There was one moment during the slide show that was particularly revealing. There was a ’science cartoon’ of a penguin talking to a scientist (presumably an Indian) set against the icy, frigid landscape. The penguin says, “Looking at you I feel I have wasted my life here. No job, no money, no comforts. When you next go home to New Delhi take my son along with you so that he can become a scientist.”

There are several narratives that can be interpolated from this cartoon: science as the ultimate aim of society, looking at the things outside the realm of science as essentially “wasted”, scientific research or achievement as the desired goal, looking at a ”non-scientific” way of living, and all the imagined attributes that accompany it like ’sloth’, ‘carefree’, ‘easygoing’, as undesirable and a desire to correct this.

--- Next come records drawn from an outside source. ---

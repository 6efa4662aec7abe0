use clap::Parser;
use gantry_cli::app;
use gantry_cli::commands::cli;
use gantry_core::api::{AppConfig, CliError, LoggingConfig};
use tracing_subscriber::layer::SubscriberExt;
use tracing_subscriber::util::SubscriberInitExt;
use tracing_subscriber::EnvFilter;

static LOG_GUARD: std::sync::OnceLock<tracing_appender::non_blocking::WorkerGuard> =
    std::sync::OnceLock::new();

#[tokio::main]
async fn main() {
    let exit = match real_main().await {
        Ok(code) => code,
        Err(e) => {
            eprintln!("{e}");
            e.error_code().as_i32()
        }
    };

    std::process::exit(exit);
}

async fn real_main() -> Result<i32, CliError> {
    let args = cli::Args::parse();
    let cfg = load_config(&args)?;
    init_tracing(&cfg.logging).map_err(CliError::Config)?;

    match args.command {
        cli::Commands::Run(run_args) => app::run(&run_args, cfg).await,
        cli::Commands::Plan(plan_args) => app::plan(&plan_args),
        cli::Commands::Validate(validate_args) => app::validate(&validate_args),
    }
}

fn load_config(args: &cli::Args) -> Result<AppConfig, CliError> {
    gantry_core::config::load(args.config.as_deref()).map_err(|e| CliError::Config(format!("{e:#}")))
}

fn init_tracing(logging: &LoggingConfig) -> Result<(), String> {
    if !logging.enabled {
        return Ok(());
    }

    let filter = match std::env::var("RUST_LOG") {
        Ok(v) if !v.trim().is_empty() => EnvFilter::from_default_env(),
        _ => EnvFilter::try_new(logging.level.clone()).map_err(|e| e.to_string())?,
    };

    let mut maybe_writer = None;

    if logging.file {
        let dir = match logging
            .directory
            .as_deref()
            .map(str::trim)
            .filter(|s| !s.is_empty())
        {
            Some(d) => std::path::PathBuf::from(d),
            None => std::env::temp_dir().join("gantry"),
        };

        std::fs::create_dir_all(&dir).map_err(|e| format!("create log dir failed: {e}"))?;
        let file_name = format!("gantry.{}.log", std::process::id());
        let appender = tracing_appender::rolling::never(dir, file_name);
        let (non_blocking, guard) = tracing_appender::non_blocking(appender);
        let _ = LOG_GUARD.set(guard);
        maybe_writer = Some(non_blocking);
    }

    if !logging.console && maybe_writer.is_none() {
        return Err("logging enabled but both console and file output are off".to_string());
    }

    // stdout is reserved for the report.
    let console_layer = logging.console.then(|| {
        tracing_subscriber::fmt::layer()
            .with_writer(std::io::stderr)
            .with_ansi(atty::is(atty::Stream::Stderr))
    });

    let file_layer = maybe_writer.map(|w| {
        tracing_subscriber::fmt::layer()
            .with_writer(w)
            .with_ansi(false)
    });

    tracing_subscriber::registry()
        .with(filter)
        .with(console_layer)
        .with(file_layer)
        .init();

    Ok(())
}
pub mod api;
pub mod config;
pub mod error;
pub mod executor;
pub mod input;
pub mod util;
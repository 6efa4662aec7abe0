pub mod command;
pub mod dry_run;
pub mod renderers;
pub mod strategies;

pub use command::CommandExecutor;
pub use dry_run::DryRunExecutor;
pub use renderers::{JsonlRendererPlugin, TextRendererPlugin};
pub use strategies::{ExponentialBackoffPlugin, ImmediateRetryPlugin, LinearRetryPlugin};
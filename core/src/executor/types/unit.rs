use std::fmt;
use std::time::Duration;

use serde::{Deserialize, Serialize};

use super::check::CheckpointSpec;
use crate::executor::scope::ScopePattern;

/// Declarative description of one unit of work, as read from a unit file.
#[derive(Debug, Clone, PartialEq, Serialize, Deserialize)]
pub struct UnitSpec {
    pub id: String,

    #[serde(default)]
    pub description: String,

    #[serde(default, alias = "declared_dependencies", alias = "depends_on")]
    pub dependencies: Vec<String>,

    /// Path patterns this unit may read or write.
    #[serde(default)]
    pub scope: Vec<String>,

    #[serde(default)]
    pub checkpoint: CheckpointSpec,

    /// Payload for executors that run shell commands.
    #[serde(default)]
    pub command: Option<String>,

    /// Overrides `executor.max_attempts` for this unit.
    #[serde(default)]
    pub max_attempts: Option<u32>,

    /// Overrides `executor.per_unit_timeout_seconds` for this unit.
    #[serde(default)]
    pub timeout_secs: Option<u64>,
}

impl UnitSpec {
    pub fn new(id: impl Into<String>) -> Self {
        Self {
            id: id.into(),
            description: String::new(),
            dependencies: Vec::new(),
            scope: Vec::new(),
            checkpoint: CheckpointSpec::default(),
            command: None,
            max_attempts: None,
            timeout_secs: None,
        }
    }

    pub fn depends_on<I, S>(mut self, ids: I) -> Self
    where
        I: IntoIterator<Item = S>,
        S: Into<String>,
    {
        self.dependencies.extend(ids.into_iter().map(Into::into));
        self
    }

    pub fn with_scope<I, S>(mut self, patterns: I) -> Self
    where
        I: IntoIterator<Item = S>,
        S: Into<String>,
    {
        self.scope.extend(patterns.into_iter().map(Into::into));
        self
    }

    pub fn with_checkpoint(mut self, checkpoint: CheckpointSpec) -> Self {
        self.checkpoint = checkpoint;
        self
    }

    pub fn with_command(mut self, command: impl Into<String>) -> Self {
        self.command = Some(command.into());
        self
    }

    pub fn with_max_attempts(mut self, max_attempts: u32) -> Self {
        self.max_attempts = Some(max_attempts);
        self
    }

    pub fn with_timeout_secs(mut self, secs: u64) -> Self {
        self.timeout_secs = Some(secs);
        self
    }
}

/// Lifecycle of a unit within one run.
#[derive(Debug, Clone, Copy, PartialEq, Eq, Hash, Serialize, Deserialize)]
#[serde(rename_all = "snake_case")]
pub enum UnitState {
    Pending,
    Ready,
    Running,
    Succeeded,
    Failed,
    Blocked,
}

impl UnitState {
    pub fn is_terminal(self) -> bool {
        matches!(self, UnitState::Succeeded | UnitState::Blocked)
    }

    /// Whether `self -> to` is a legal lifecycle step.
    pub fn can_transition(self, to: UnitState) -> bool {
        use UnitState::*;
        matches!(
            (self, to),
            (Pending, Ready)
                | (Pending, Blocked)
                | (Ready, Running)
                | (Ready, Blocked)
                | (Running, Succeeded)
                | (Running, Failed)
                | (Running, Blocked)
                | (Failed, Running)
                | (Failed, Blocked)
        )
    }

    pub fn as_str(self) -> &'static str {
        match self {
            UnitState::Pending => "pending",
            UnitState::Ready => "ready",
            UnitState::Running => "running",
            UnitState::Succeeded => "succeeded",
            UnitState::Failed => "failed",
            UnitState::Blocked => "blocked",
        }
    }
}

impl fmt::Display for UnitState {
    fn fmt(&self, f: &mut fmt::Formatter<'_>) -> fmt::Result {
        f.write_str(self.as_str())
    }
}

/// A unit as the engine sees it: a validated `UnitSpec` plus run state.
#[derive(Debug, Clone)]
pub struct Unit {
    pub id: String,
    pub description: String,
    pub dependencies: Vec<String>,
    pub scope: Vec<ScopePattern>,
    pub checkpoint: CheckpointSpec,
    pub command: Option<String>,
    pub max_attempts: Option<u32>,
    pub timeout: Option<Duration>,
    pub state: UnitState,
    pub attempt_count: u32,
}

impl Unit {
    /// Move to `to`, logging illegal steps. Debug builds assert on them.
    pub fn set_state(&mut self, to: UnitState) {
        let from = self.state;
        debug_assert!(
            from.can_transition(to),
            "illegal transition for unit '{}': {from} -> {to}",
            self.id
        );
        if !from.can_transition(to) {
            tracing::error!(unit_id = %self.id, %from, %to, "illegal unit state transition");
        }
        tracing::trace!(unit_id = %self.id, %from, %to, "unit state transition");
        self.state = to;
    }

    pub fn scope_patterns(&self) -> impl Iterator<Item = &str> {
        self.scope.iter().map(|p| p.as_str())
    }
}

There was another revealing moment. Giving the reasons for harmony in the Indian station, as compared to other countries’ stations, he said that “the great women of the Indian nation hold together the family bonds for the progress of the nation.” Harmonious social relations and infact even the progress of the nation has been yoked to the women of the nation, like a cart is hitched to a bullock for its physical progress.

Science is supposed to be liberating; it was born in the crucible of enlightenment values and opposition to religious dogma. But has science now itself become a dogmatic religion which sees the world lying outside its realm with disdain, to be colonised, for the purpose of progress, progress of the nation?

Antarctica is the last wilderness on Earth, a land untouched by man or science. The icy, bleak landscape is threatening and exhilarating at the same time. Is this one reason that Science wants to colonise this continent? Why can’t penguins live their boring, unscientific lives? Why can’t the mountains and moss and seals live in peace? Why does progress of the nation depend on women performing a particular kind of role; that of holding the bonds of family togeher and civilizing the brute man?